夢の中では水の中を泳ぐような感覚で空を飛べます。空を飛べるのでその時は夢と現実の区別が夢の中で出来ます。
ただ、地面に足が着いている夢も見ます。
地面に足が着いている+場面が高校だと、それは自分の記憶そのものを見ているようです。(これは最近気づきました)
「仕事に行き、帰って家に着き、寝る」という一日をすごしたつもりだったが全てそれは夢でもう一度現実の一日を過ごすことがあり、2日分疲れた気がしました。
空を飛んでいると確実に夢だと分かります。
ですが地面に立っている夢も見ます。その夢と、現実の区別がつかない時があるのです。
歩いているとこれは夢なのではないだろうかと思うことがいつもあります。
もしかしたらいつも夢心地なので、記憶もなくなるのでしょうか。
いまお世話になっている心療内科でカウンセリングを勧められました。
解離性障害に対応出来る薬物治療はほぼなく、カウンセリング療法がいいようです。
ですがカウンセリングは料金も高く、話すだけで治るものなのかという疑問もあります。1度は受けてみるつもりではあります。

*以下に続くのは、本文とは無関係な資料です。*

impl FrontierSystem {
  /// Number of assets `n`.
  pub fn assets(&self) -> usize {
    self.mu.len()
  }

  /// Symmetrized covariance the system was built from.
  pub fn covariance(&self) -> &Array2<f64> {
    &self.cov
  }

  pub fn mean_returns(&self) -> &Array1<f64> {
    &self.mu
  }

  pub fn tolerance(&self) -> f64 {
    self.tolerance
  }

  /// True when `μ` is constant and the return constraint collapses into the budget.
  pub fn is_degenerate(&self) -> bool {
    matches!(self.factorization, Factorization::BudgetOnly { .. })
  }

  /// True when no target return can be solved.
  pub fn is_singular(&self) -> bool {
    matches!(self.factorization, Factorization::Singular)
  }

  /// Solve `A x = [0, …, 0, r, 1]` and keep the first `n` components as weights.
  ///
  /// `A` and `r` are expressed in the rescaled units chosen at build time.
  pub fn solve_for_return(&self, target_return: f64) -> Result<FrontierPoint> {
    if !target_return.is_finite() {
      return Err(FrontierError::InvalidTargetRange { target_return });
    }

    let n = self.assets();
    let x = match &self.factorization {
      Factorization::Full(inverse) => {
        let mut rhs = DVector::zeros(n + 2);
        rhs[n] = target_return / self.return_scale;
        rhs[n + 1] = 1.0;
        inverse * rhs
      }
      Factorization::BudgetOnly {
        inverse,
        common_return,
      } => {
        if (target_return - common_return).abs() > self.tolerance * common_return.abs().max(1.0) {
          return Err(FrontierError::SingularSystem { target_return });
        }
        let mut rhs = DVector::zeros(n + 1);
        rhs[n] = 1.0;
        inverse * rhs
      }
      Factorization::Singular => return Err(FrontierError::SingularSystem { target_return }),
    };

    let weights: Array1<f64> = x.iter().take(n).copied().collect();
    self.check_constraints(target_return, &weights)?;

    let risk = weights.dot(&self.cov.dot(&weights)).max(0.0);
    Ok(FrontierPoint::new(target_return, weights, risk))
  }

  /// Lazily solve each target in order.
  pub fn sweep<'a, I>(&'a self, targets: I) -> impl Iterator<Item = Result<FrontierPoint>> + 'a
  where
    I: IntoIterator<Item = f64>,
    I::IntoIter: 'a,
  {
    targets.into_iter().map(move |r| self.solve_for_return(r))
  }

  /// Return of the global minimum-variance portfolio.
  ///
  /// Weights are affine in the target, `w(r) = r·a + c`, so the risk is the
  /// quadratic `r²·aᵀΣa + 2r·aᵀΣc + cᵀΣc`. `None` when the risk is flat in `r`
  /// or the system is singular.
  pub fn minimum_variance_return(&self) -> Option<f64> {
    match &self.factorization {
      Factorization::Full(inverse) => {
        let n = self.assets();
        let a: Array1<f64> = (0..n).map(|i| inverse[(i, n)]).collect();
        let c: Array1<f64> = (0..n).map(|i| inverse[(i, n + 1)]).collect();
        let sigma_a = self.cov.dot(&a);
        let quad = a.dot(&sigma_a);
        let floor = f64::EPSILON * max_abs(self.cov.iter()) * a.dot(&a);
        if quad > floor {
          Some(-self.return_scale * sigma_a.dot(&c) / quad)
        } else {
          None
        }
      }
      Factorization::BudgetOnly { common_return, .. } => Some(*common_return),
      Factorization::Singular => None,
    }
  }

  /// Global minimum-variance point, when it exists.
  pub fn minimum_variance_point(&self) -> Option<FrontierPoint> {
    self
      .minimum_variance_return()
      .and_then(|r| self.solve_for_return(r).ok())
  }

  fn check_constraints(&self, target_return: f64, weights: &Array1<f64>) -> Result<()> {
    if !weights.iter().all(|w| w.is_finite()) {
      return Err(FrontierError::InvalidTargetRange { target_return });
    }

    let l1: f64 = weights.iter().map(|w| w.abs()).sum();
    let budget_gap = (weights.sum() - 1.0).abs();
    let return_gap = (weights.dot(&self.mu) - target_return).abs();
    let mu_inf = max_abs(self.mu.iter());

    if budget_gap > self.tolerance * l1.max(1.0)
      || return_gap > self.tolerance * (l1 * mu_inf).max(1.0)
    {
      warn!(
        target_return,
        budget_gap, return_gap, "solve violates constraints beyond tolerance"
      );
      return Err(FrontierError::InvalidTargetRange { target_return });
    }

    Ok(())
  }
}
use anyhow::Context;
use anyhow::Result;
use frontier_rs::quant::frontier::FrontierEngine;
use frontier_rs::quant::frontier::FrontierEngineConfig;
use frontier_rs::quant::frontier::TargetSweep;
use frontier_rs::quant::frontier::sample_moments;
use ndarray::Array2;
use ndarray_rand::RandomExt;
use prettytable::Cell;
use prettytable::Row;
use prettytable::Table;
use rand::SeedableRng;
use rand::rngs::StdRng;
use rand_distr::Normal;
use tracing_subscriber::EnvFilter;

const TICKERS: [&str; 4] = ["AAA", "BBB", "CCC", "DDD"];
const DRIFTS: [f64; 4] = [0.0002, 0.0004, 0.0006, 0.0009];
const VOLS: [f64; 4] = [0.008, 0.012, 0.016, 0.022];
const OBSERVATIONS: usize = 750;
const POINTS: usize = 15;

/// Daily returns with a common market factor plus idiosyncratic noise.
fn synthetic_returns(rng: &mut StdRng) -> Result<Array2<f64>> {
  let market = Array2::random_using((1, OBSERVATIONS), Normal::new(0.0, 0.007)?, rng);
  let noise = Array2::random_using((TICKERS.len(), OBSERVATIONS), Normal::new(0.0, 1.0)?, rng);

  Ok(Array2::from_shape_fn(
    (TICKERS.len(), OBSERVATIONS),
    |(i, t)| DRIFTS[i] + 0.8 * market[[0, t]] + VOLS[i] * noise[[i, t]],
  ))
}

fn main() -> Result<()> {
  tracing_subscriber::fmt()
    .with_env_filter(EnvFilter::try_from_default_env().unwrap_or_else(|_| EnvFilter::new("info")))
    .init();

  let mut rng = StdRng::seed_from_u64(42);
  let returns = synthetic_returns(&mut rng)?;
  let (cov, mu) = sample_moments(&returns).context("estimating sample moments")?;

  let engine = FrontierEngine::new(FrontierEngineConfig::default(), &cov, &mu)
    .context("building frontier system")?;
  let frontier = engine.run_sweep(&TargetSweep::observed(&mu, POINTS))?;

  let mut table = Table::new();
  let mut header = vec![Cell::new("target"), Cell::new("vol"), Cell::new("sharpe")];
  header.extend(TICKERS.iter().map(|t| Cell::new(t)));
  table.add_row(Row::new(header));

  for point in frontier.efficient_points() {
    let mut cells = vec![
      Cell::new(&format!("{:.5}", point.target_return)),
      Cell::new(&format!("{:.5}", point.volatility())),
      Cell::new(&format!("{:.3}", point.sharpe(&mu, 0.0))),
    ];
    cells.extend(point.weights.iter().map(|w| Cell::new(&format!("{w:+.3}"))));
    table.add_row(Row::new(cells));
  }
  table.printstd();

  if let Some(gmv) = engine.minimum_variance_point() {
    println!(
      "minimum variance: return {:.5}, volatility {:.5}",
      gmv.target_return,
      gmv.volatility()
    );
  }

  for err in frontier.failures() {
    eprintln!("failed: {err}");
  }

  Ok(())
}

夢と現実の境目がわからないこと、そしておそらく泣きながら話した、あるいは聞いた大事な会話を忘れてしまう症状は辛いものがあり、出来れば治したいです。
カウンセリングはいいものなのでしょうか。
話すことでよくなるものでしょうか。
どうすればよくなると思いますか?
お忙しいところ申し訳ありません。
よかったら教えてください。
林: その後の経過をご報告いただきありがとうございました。
いま質問者が苦しんでおられる二つの症状、すなわち、日常生活の中での記憶障害と、夢と現実の境目の曖昧さは、いずれも高校時代のトラウマの後遺症としてとらえられるものです。これは薬では治せません(症状に伴う不安などを薬によってある程度軽くすることまではできますが)。
質問者が「カウンセリング」という言葉でイメージしておられるのは、保険診療とは別の自費で受けるものに限定されているようですが、精神科の外来診療の中で行うものもカウンセリングに含まれますから、必ずしも質問者の認識のように 料金も高く というものではありません。
ただ問題は料金ではなく、治療者が(それは医師の場合も心理士の場合も、また、現代の日本では心理士の資格を持たない人の場合もあります)、トラウマについての治療に十分な関心と技術を持っているかということです。
現実には良い治療者を探すことはなかなか難しいですが、
カウンセリングはいいものなのでしょうか。
話すことでよくなるものでしょうか。
良い治療者から受ければ、よくなることは十分に期待できます。